PROBLEM STATEMENT
Across all the entries below, how many lines contain the string "certs"? The number by itself is the answer.

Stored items
____

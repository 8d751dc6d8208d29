//! Security and network profile
//!
//! A Profile is the reusable security/network half of a launch: identity
//! roles, security groups, subnets, log destination, and encryption
//! settings. The derived security configuration is rebuilt after every
//! setter so the persisted form is always consistent with the declared
//! settings.

use crate::core::error::LaunchError;
use serde::{Deserialize, Serialize};
use serde_json::{json, Map, Value};
use std::collections::BTreeMap;

/// At-rest encryption mode for object storage
#[derive(Debug, Clone, Copy, PartialEq, Eq, Serialize, Deserialize)]
pub enum S3EncryptionMode {
    #[serde(rename = "SSE-S3")]
    SseS3,
    #[serde(rename = "SSE-KMS")]
    SseKms,
    #[serde(rename = "CSE-KMS")]
    CseKms,
}

impl S3EncryptionMode {
    fn as_str(&self) -> &'static str {
        match self {
            S3EncryptionMode::SseS3 => "SSE-S3",
            S3EncryptionMode::SseKms => "SSE-KMS",
            S3EncryptionMode::CseKms => "CSE-KMS",
        }
    }
}

/// Managed and additional security-group references
#[derive(Debug, Clone, Default, Serialize, Deserialize, PartialEq)]
pub struct SecurityGroups {
    pub managed_primary: Option<String>,
    pub managed_core: Option<String>,
    pub service_access: Option<String>,
    #[serde(default)]
    pub additional_primary: Vec<String>,
    #[serde(default)]
    pub additional_core: Vec<String>,
}

/// Kerberos / identity-broker settings
#[derive(Debug, Clone, Serialize, Deserialize, PartialEq)]
pub struct KerberosSettings {
    pub realm: String,
    pub kdc_admin_password_secret: String,
    #[serde(default)]
    pub cross_realm_trust_principal_password_secret: Option<String>,
}

/// Fine-grained-access role mappings (identity -> role)
#[derive(Debug, Clone, Serialize, Deserialize, PartialEq)]
pub struct FineGrainedAccess {
    pub idp_arn: String,
    #[serde(default)]
    pub role_mappings: BTreeMap<String, String>,
}

/// Reusable security/network template for launches
#[derive(Debug, Clone, Serialize, Deserialize)]
pub struct Profile {
    pub name: String,
    pub namespace: String,
    #[serde(default)]
    pub description: Option<String>,

    /// Network identity: subnets the cluster may land in
    #[serde(default)]
    pub subnet_ids: Vec<String>,

    /// Role the provisioned instances assume
    pub instance_role: Option<String>,
    /// Role the provisioning service assumes
    pub service_role: Option<String>,
    /// Role used by autoscaling, when a topology scales
    pub autoscaling_role: Option<String>,

    #[serde(default)]
    pub security_groups: SecurityGroups,

    /// Log destination overlaid onto the launch document
    pub log_destination: Option<String>,

    // Encryption settings. Setters below keep the derived descriptor in sync.
    in_transit_certificate: Option<String>,
    s3_encryption_mode: Option<S3EncryptionMode>,
    s3_encryption_key: Option<String>,
    local_disk_encryption_key: Option<String>,
    kerberos: Option<KerberosSettings>,
    fine_grained_access: Option<FineGrainedAccess>,

    /// Opaque descriptor that fully overrides the derived one
    custom_security_configuration: Option<Value>,

    /// Derived encryption/authentication/authorization descriptor
    security_configuration: Option<Value>,

    /// Set when rehydrated from the registry; mutation is then rejected
    #[serde(default)]
    read_only: bool,
}

impl Profile {
    pub fn new(namespace: &str, name: &str) -> Self {
        Self {
            name: name.to_string(),
            namespace: namespace.to_string(),
            description: None,
            subnet_ids: Vec::new(),
            instance_role: None,
            service_role: None,
            autoscaling_role: None,
            security_groups: SecurityGroups::default(),
            log_destination: None,
            in_transit_certificate: None,
            s3_encryption_mode: None,
            s3_encryption_key: None,
            local_disk_encryption_key: None,
            kerberos: None,
            fine_grained_access: None,
            custom_security_configuration: None,
            security_configuration: None,
            read_only: false,
        }
    }

    /// Whether this profile has been frozen by rehydration
    pub fn is_read_only(&self) -> bool {
        self.read_only
    }

    /// Freeze the profile; called by the store on load
    pub(crate) fn mark_read_only(&mut self) {
        self.read_only = true;
    }

    fn guard_mutable(&self) -> Result<(), LaunchError> {
        if self.read_only {
            Err(LaunchError::read_only("profile", &self.name))
        } else {
            Ok(())
        }
    }

    /// The effective security configuration: custom wins over derived
    pub fn security_configuration(&self) -> Option<&Value> {
        self.custom_security_configuration
            .as_ref()
            .or(self.security_configuration.as_ref())
    }

    pub fn in_transit_certificate(&self) -> Option<&str> {
        self.in_transit_certificate.as_deref()
    }

    pub fn kerberos(&self) -> Option<&KerberosSettings> {
        self.kerberos.as_ref()
    }

    pub fn set_in_transit_certificate(&mut self, certificate_ref: &str) -> Result<(), LaunchError> {
        self.guard_mutable()?;
        self.in_transit_certificate = Some(certificate_ref.to_string());
        self.rebuild_security_configuration();
        Ok(())
    }

    pub fn set_s3_encryption(
        &mut self,
        mode: S3EncryptionMode,
        key_ref: Option<&str>,
    ) -> Result<(), LaunchError> {
        self.guard_mutable()?;
        self.s3_encryption_mode = Some(mode);
        self.s3_encryption_key = key_ref.map(str::to_string);
        self.rebuild_security_configuration();
        Ok(())
    }

    pub fn set_local_disk_encryption(&mut self, key_ref: &str) -> Result<(), LaunchError> {
        self.guard_mutable()?;
        self.local_disk_encryption_key = Some(key_ref.to_string());
        self.rebuild_security_configuration();
        Ok(())
    }

    pub fn set_kerberos(&mut self, settings: KerberosSettings) -> Result<(), LaunchError> {
        self.guard_mutable()?;
        self.kerberos = Some(settings);
        self.rebuild_security_configuration();
        Ok(())
    }

    pub fn set_fine_grained_access(&mut self, access: FineGrainedAccess) -> Result<(), LaunchError> {
        self.guard_mutable()?;
        self.fine_grained_access = Some(access);
        self.rebuild_security_configuration();
        Ok(())
    }

    /// Install an opaque descriptor, replacing the derived one entirely
    pub fn set_custom_security_configuration(&mut self, descriptor: Value) -> Result<(), LaunchError> {
        self.guard_mutable()?;
        self.custom_security_configuration = Some(descriptor);
        Ok(())
    }

    /// Recompute the derived descriptor from whichever settings are present
    ///
    /// Idempotent: the output depends only on the current settings, so
    /// re-running after every setter keeps the persisted form consistent.
    fn rebuild_security_configuration(&mut self) {
        let mut encryption = Map::new();

        if let Some(cert) = &self.in_transit_certificate {
            encryption.insert(
                "EnableInTransitEncryption".to_string(),
                Value::Bool(true),
            );
            encryption.insert(
                "InTransitEncryptionConfiguration".to_string(),
                json!({
                    "TLSCertificateConfiguration": {
                        "CertificateProviderType": "PEM",
                        "S3Object": cert,
                    }
                }),
            );
        }

        let mut at_rest = Map::new();
        if let Some(mode) = self.s3_encryption_mode {
            at_rest.insert(
                "S3EncryptionConfiguration".to_string(),
                json!({
                    "EncryptionMode": mode.as_str(),
                    "AwsKmsKey": self.s3_encryption_key,
                }),
            );
        }
        if let Some(key) = &self.local_disk_encryption_key {
            at_rest.insert(
                "LocalDiskEncryptionConfiguration".to_string(),
                json!({
                    "EncryptionKeyProviderType": "AwsKms",
                    "AwsKmsKey": key,
                }),
            );
        }
        if !at_rest.is_empty() {
            encryption.insert("EnableAtRestEncryption".to_string(), Value::Bool(true));
            encryption.insert(
                "AtRestEncryptionConfiguration".to_string(),
                Value::Object(at_rest),
            );
        }

        let mut descriptor = Map::new();
        if !encryption.is_empty() {
            descriptor.insert("EncryptionConfiguration".to_string(), Value::Object(encryption));
        }

        if let Some(kerberos) = &self.kerberos {
            descriptor.insert(
                "AuthenticationConfiguration".to_string(),
                json!({
                    "KerberosConfiguration": {
                        "Provider": "ClusterDedicatedKdc",
                        "ClusterDedicatedKdcConfiguration": {
                            "TicketLifetimeInHours": 24,
                            "Realm": kerberos.realm,
                        }
                    }
                }),
            );
        }

        if let Some(access) = &self.fine_grained_access {
            descriptor.insert(
                "AuthorizationConfiguration".to_string(),
                json!({
                    "IAMConfiguration": {
                        "EnableApplicationScopedIAMRole": true,
                        "ApplicationScopedIAMRoleConfiguration": {
                            "PropagateSourceIdentity": true,
                        },
                    },
                    "IdentityProviderArn": access.idp_arn,
                    "RoleMappings": access.role_mappings,
                }),
            );
        }

        self.security_configuration = if descriptor.is_empty() {
            None
        } else {
            Some(Value::Object(descriptor))
        };
    }
}

#[cfg(test)]
mod tests {
    use super::*;

    #[test]
    fn test_no_settings_no_descriptor() {
        let profile = Profile::new("default", "plain");
        assert!(profile.security_configuration().is_none());
    }

    #[test]
    fn test_descriptor_rebuilt_after_each_setter() {
        let mut profile = Profile::new("default", "secure");
        profile
            .set_s3_encryption(S3EncryptionMode::SseKms, Some("kms-key-1"))
            .unwrap();

        let first = profile.security_configuration().unwrap().clone();
        assert!(first.get("EncryptionConfiguration").is_some());
        assert!(first.get("AuthenticationConfiguration").is_none());

        profile
            .set_kerberos(KerberosSettings {
                realm: "EXAMPLE.COM".to_string(),
                kdc_admin_password_secret: "secret/kdc".to_string(),
                cross_realm_trust_principal_password_secret: None,
            })
            .unwrap();

        let second = profile.security_configuration().unwrap();
        assert!(second.get("EncryptionConfiguration").is_some());
        assert!(second.get("AuthenticationConfiguration").is_some());
    }

    #[test]
    fn test_derivation_idempotent() {
        let mut profile = Profile::new("default", "secure");
        profile.set_local_disk_encryption("kms-key-2").unwrap();
        let once = profile.security_configuration().unwrap().clone();

        // Re-applying the same setting yields the same descriptor
        profile.set_local_disk_encryption("kms-key-2").unwrap();
        assert_eq!(profile.security_configuration().unwrap(), &once);
    }

    #[test]
    fn test_custom_descriptor_overrides_derived() {
        let mut profile = Profile::new("default", "custom");
        profile
            .set_s3_encryption(S3EncryptionMode::SseS3, None)
            .unwrap();
        profile
            .set_custom_security_configuration(json!({"opaque": true}))
            .unwrap();

        assert_eq!(
            profile.security_configuration(),
            Some(&json!({"opaque": true}))
        );
    }

    #[test]
    fn test_read_only_rejects_mutation() {
        let mut profile = Profile::new("default", "frozen");
        profile.set_in_transit_certificate("s3://certs/a.pem").unwrap();
        profile.mark_read_only();

        let err = profile.set_in_transit_certificate("s3://certs/b.pem").unwrap_err();
        assert!(matches!(err, LaunchError::ReadOnly { .. }));
        assert_eq!(
            profile.in_transit_certificate(),
            Some("s3://certs/a.pem"),
            "frozen profile must keep its settings"
        );
    }
}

____

PROBLEM SOLUTION
3